Publishing in Week This Backwards
For those you out there who are fans of both the NBA and The Wire, Sam Rubenstein from SLAM Magazine has an awesome article comparing The Wire characters to NBA players. My favorites: Larry Brown as Valcheck and Kevin McHale as Rawls. Sam couldn’t decide on a Carcetti by press time, but after some back and forth we agreed that Carcetti is definitely Chris Webber.
Congratulations to Kate Christensen for winning the Pen/Faulkner award for THE GREAT MAN, and a belated congratulations to the winners of the National Book Critics Circle Awards.
The Wall Street Journal recently reported that Borders plans to reduce the number of books they carry in bookstores, and instead use the shelf space to face out more books. In the course of reading different reactions to this news I learned the astounding fact that the average Borders bookstore contains somewhere around 90,000 titles, while B&N may stock 150,000 or more. WOW. The Millions doesn’t love the idea, although they note that at stores where Borders has adopted this strategy sales increased 9%.
And finally, as reader Jim Schmidt pointed out, the Onion has a hilarious infographic on “Why Our Novel Was Rejected,” including “agent not in novel as promised.” The print edition has an extremely funny report on a three-month long novelist’s strike that no one noticed and which did not affect anybody whatsoever.
Have a great weekend!
Jared X says
Deputy Commissioner Rawls is not coming through that door!! And if he does, he’ll be old and gray.
r.c. says
That Onion piece is funny. Editorial anonymous has a link today to some funny t-shirts, including one that says, “I will not stalk the agent” over and over.
Have a great weekend!
Erik says
According to their last Quarterly Report (BGP), the net operating loss at Borders’ stores is about 5% to sales. I heard a rumor, which I can’t substantiate, that they’ve only kept going this long due to DVD and CD sales – which are now declining.
My guess is that their move is about managing inventory as much as anything, given the tight pinch they are in.
Ulysses says
Folks, for your edification and entertainment:
Reasons my novel was rejected:
1. Too many vowels, apostrophes and hyphens in title. Apparently, only Lovecraft can get away with that kind of thing.
2. Manuscript etched in Phoenician on 700 stone tablets. Postage cost $8700.
3. My e-query included advertisements for a deal on viagra.

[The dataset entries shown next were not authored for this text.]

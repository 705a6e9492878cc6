//! Serializes a templated tree into component source.
//!
//! Output is fully determined by the tree, the flavor and the sizing, so the
//! same input always renders byte-identical text.

use std::collections::BTreeSet;

use crate::error::{ConvertError, ConvertResult};
use crate::flavor::{OutputFlavor, SizingMode};
use crate::templater::{self, HEIGHT_BINDING, WIDTH_PROP};
use crate::tree::{AttrValue, Child, MarkupNode, SizingInfo};

const INDENT: &str = "  ";
const ROOT_COMPONENT: &str = "Svg";
const REACT: &str = "React";

/// Render a complete module: imports, component, default export.
pub fn render(tree: &MarkupNode, flavor: &OutputFlavor, sizing: &SizingInfo) -> String {
    let mut out = String::new();
    let name = &flavor.component_name;

    render_imports(&mut out, tree, flavor);
    out.push('\n');

    match flavor.sizing {
        SizingMode::Static if !flavor.has_props() => {
            render_plain_component(&mut out, tree, flavor);
        }
        _ => render_prop_component(&mut out, tree, flavor, sizing),
    }

    out.push('\n');
    out.push_str(&format!("export default {};\n", name));
    out
}

/// Named imports from the component library, sorted.
pub fn named_imports(tree: &MarkupNode, flavor: &OutputFlavor) -> BTreeSet<String> {
    let mut named: BTreeSet<String> = BTreeSet::new();
    tree.walk(&mut |node| {
        if node.tag != ROOT_COMPONENT {
            named.insert(node.tag.clone());
        }
    });
    if flavor.typed_props && flavor.spread_props {
        named.insert("SvgProps".to_string());
    }
    named
}

/// The component and its props must not shadow anything the module imports.
pub fn check_bindings(tree: &MarkupNode, flavor: &OutputFlavor) -> ConvertResult<()> {
    let named = named_imports(tree, flavor);
    let imported = |name: &str| name == REACT || name == ROOT_COMPONENT || named.contains(name);

    if imported(flavor.component_name.as_str()) {
        return Err(ConvertError::Config(format!(
            "component name '{}' clashes with an imported identifier",
            flavor.component_name
        )));
    }
    if let Some(fill) = flavor.fill.as_ref().filter(|f| imported(f.prop.as_str())) {
        return Err(ConvertError::Config(format!(
            "fill prop '{}' clashes with an imported identifier",
            fill.prop
        )));
    }
    Ok(())
}

fn render_imports(out: &mut String, tree: &MarkupNode, flavor: &OutputFlavor) {
    let named = named_imports(tree, flavor);

    out.push_str("import React from 'react';\n");
    if named.is_empty() {
        out.push_str(&format!("import {} from '{}';\n", ROOT_COMPONENT, flavor.library));
    } else {
        let list: Vec<&str> = named.iter().map(String::as_str).collect();
        out.push_str(&format!(
            "import {}, {{ {} }} from '{}';\n",
            ROOT_COMPONENT,
            list.join(", "),
            flavor.library
        ));
    }
}

/// `const Name = (props) => ( <Svg ... /> );`
fn render_plain_component(out: &mut String, tree: &MarkupNode, flavor: &OutputFlavor) {
    let params = match (flavor.spread_props, flavor.typed_props) {
        (true, true) => "props: SvgProps",
        (true, false) => "props",
        (false, _) => "",
    };
    out.push_str(&format!("const {} = ({}) => (\n", flavor.component_name, params));
    render_node(out, tree, 1, flavor.spread_props);
    out.push_str(");\n");
}

/// Destructured props with defaults, optional derived height, block body.
fn render_prop_component(
    out: &mut String,
    tree: &MarkupNode,
    flavor: &OutputFlavor,
    sizing: &SizingInfo,
) {
    let props_type = format!("{}Props", flavor.component_name);
    let derives_height = flavor.sizing == SizingMode::WidthProp;

    let mut params: Vec<String> = Vec::new();
    let mut fields: Vec<String> = Vec::new();
    if derives_height {
        params.push(format!(
            "{} = {}",
            WIDTH_PROP,
            templater::default_width(flavor, sizing)
        ));
        fields.push(format!("{}?: number;", WIDTH_PROP));
    }
    if let Some(fill) = &flavor.fill {
        params.push(format!("{} = {}", fill.prop, js_string(&fill.default_value)));
        fields.push(format!("{}?: string;", fill.prop));
    }
    if flavor.spread_props {
        params.push("...props".to_string());
    }

    if flavor.typed_props {
        let base = if flavor.spread_props { "SvgProps & " } else { "" };
        out.push_str(&format!("type {} = {}{{\n", props_type, base));
        for field in &fields {
            out.push_str(&format!("{}{}\n", INDENT, field));
        }
        out.push_str("};\n\n");
        out.push_str(&format!(
            "const {} = ({{ {} }}: {}) => {{\n",
            flavor.component_name,
            params.join(", "),
            props_type
        ));
    } else {
        out.push_str(&format!(
            "const {} = ({{ {} }}) => {{\n",
            flavor.component_name,
            params.join(", ")
        ));
    }

    if derives_height {
        out.push_str(&format!(
            "{}const {} = {};\n",
            INDENT,
            HEIGHT_BINDING,
            templater::height_expression(sizing)
        ));
    }
    out.push_str(&format!("{}return (\n", INDENT));
    render_node(out, tree, 2, flavor.spread_props);
    out.push_str(&format!("{});\n", INDENT));
    out.push_str("};\n");
}

/// Childless elements always collapse to `<Tag />`.
fn render_node(out: &mut String, node: &MarkupNode, depth: usize, spread: bool) {
    let pad = INDENT.repeat(depth);
    out.push_str(&pad);
    out.push('<');
    out.push_str(&node.tag);
    for (name, value) in node.attributes.iter() {
        out.push(' ');
        out.push_str(name);
        out.push('=');
        match value {
            AttrValue::Literal(s) => {
                out.push('"');
                out.push_str(&escape_attribute(s));
                out.push('"');
            }
            AttrValue::Expr(e) => {
                out.push('{');
                out.push_str(e);
                out.push('}');
            }
        }
    }
    if spread {
        out.push_str(" {...props}");
    }

    if node.children.is_empty() {
        out.push_str(" />\n");
        return;
    }

    out.push_str(">\n");
    for child in &node.children {
        match child {
            Child::Element(e) => render_node(out, e, depth + 1, false),
            Child::Text(t) => {
                out.push_str(&INDENT.repeat(depth + 1));
                out.push('{');
                out.push_str(&serde_json::Value::from(t.text.as_str()).to_string());
                out.push_str("}\n");
            }
        }
    }
    out.push_str(&format!("{}</{}>\n", pad, node.tag));
}

/// JSX string attributes decode HTML entities.
fn escape_attribute(s: &str) -> String {
    s.replace('&', "&amp;")
        .replace('"', "&quot;")
        .replace('<', "&lt;")
        .replace('>', "&gt;")
}

/// Single-quoted JavaScript string literal.
fn js_string(s: &str) -> String {
    let escaped = s.replace('\\', "\\\\").replace('\'', "\\'");
    format!("'{}'", escaped)
}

4. Printed in crayon on rainbow construction paper.
5. I reely dunt no wy.
6. I wanted to perfume the query page, but grabbed the ricin bottle by mistake.
7. The editor likes pets, so I packaged my manuscript with a dog.
8. No market for human-goat romance.
9. They thought my alien abduction story was science fiction.
10. In true infinite-monkey fashion, my crime novel turned out to be a word-for-word compilation of scripts from the first season of the Sopranos. Go figure.
11. It was a detailed retelling of every event that occurred in my agent’s life over the last six weeks, and I had to go over the video-tapes dozens of times to get the details right.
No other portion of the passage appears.